Your Financial Advisor, Your Therapist

NEW YORK (MainStreet) — Even though you hired your financial adviser to provide professional guidance on your investments and fiscal future, it's OK to open up about more emotionally driven financial decisions. Experts say not all money matters are black and white, and confiding in a trusted expert isn't just acceptable — it's encouraged.

During meetings with your adviser, they'll be more prepared to act as your financial therapist than you might think, says Ken Kamen, president of Mercadien Asset Management. They're tuned in to everything you say, and, like a counselor, they'll show you the steps to take to find your own answers rather than giving you a magic bullet to solve all your problems.

"A lot of people are afraid of money or afraid of what they don't know about their money," Kamen says. "Sometimes you just need to say aloud what you're afraid of. When you go in there and you tell your adviser what keeps you up at night, you'll be amazed how much better you'll feel. Sunlight is the best anesthetic."

Many people think that their money situation is so complex or their problems are so profound that no one will understand their experience, Kamen says. That's just not the case — financial planners have seen it all.
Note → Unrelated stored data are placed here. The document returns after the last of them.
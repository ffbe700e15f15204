use approx::assert_abs_diff_eq;
use ndarray::prelude::*;
use proptest::prelude::*;

use linfa_arnoldi::{norm::Norm, qr::*, triangular::*, Complex};

mod common;

fn run_qr_test(orig: Array2<Complex<f64>>) {
    let (q, r) = orig.qr().unwrap().into_decomp();
    let gram = common::adjoint(&q).dot(&q);
    assert_abs_diff_eq!(
        (&gram - &Array2::<Complex<f64>>::eye(q.ncols())).norm_max(),
        0.,
        epsilon = 1e-7
    );
    assert!(r.is_upper_triangular());
    assert_abs_diff_eq!((&q.dot(&r) - &orig).norm_max(), 0., epsilon = 1e-7);
}

fn run_shifted_test(h: Array2<Complex<f64>>) {
    // QR of a shifted Hessenberg matrix, as done in an implicit restart
    let mut shifted = h.clone();
    let shift = h[(0, 0)];
    shifted.diag_mut().mapv_inplace(|d| d - shift);
    let q = shifted.qr().unwrap().q();
    assert!(q.dim() == h.dim());

    let similar = common::adjoint(&q).dot(&h.dot(&q));
    let scale = h.norm_max().max(1.);
    for i in 0..h.nrows() {
        for j in 0..i.saturating_sub(1) {
            assert_abs_diff_eq!(similar[(i, j)].norm() / scale, 0., epsilon = 1e-9);
        }
    }
}

proptest! {
    #![proptest_config(ProptestConfig::with_cases(1000))]
    #[test]
    fn qr_test(arr in common::thin_arr()) {
        run_qr_test(arr)
    }

    #[test]
    fn square_qr_test(arr in common::square_arr()) {
        run_qr_test(arr)
    }

    #[test]
    fn shifted_hessenberg_test(h in common::hessenberg_arr()) {
        run_shifted_test(h)
    }
}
"Everyone's financial angst is like a fingerprint," Kamen explains. "Everything you saw growing up — bad financial decisions in the family, money worries, a depression — it all shaped your unique fears. Everyone has their own boogeyman."

Even though you may be thinking that no one has lived your experience, your situation will still be understandable by an adviser.

"You may think, 'No one has an aunt relying on them for elder care like me,' or "No one has a special needs child like me,' but your adviser has the [grounding] to understand all of this. They are steeped in experience, and just using them as a sounding board can be so cathartic. After you've been talking for a few minutes, you may realize that things aren't nearly as traumatic as you thought they were," Kamen says.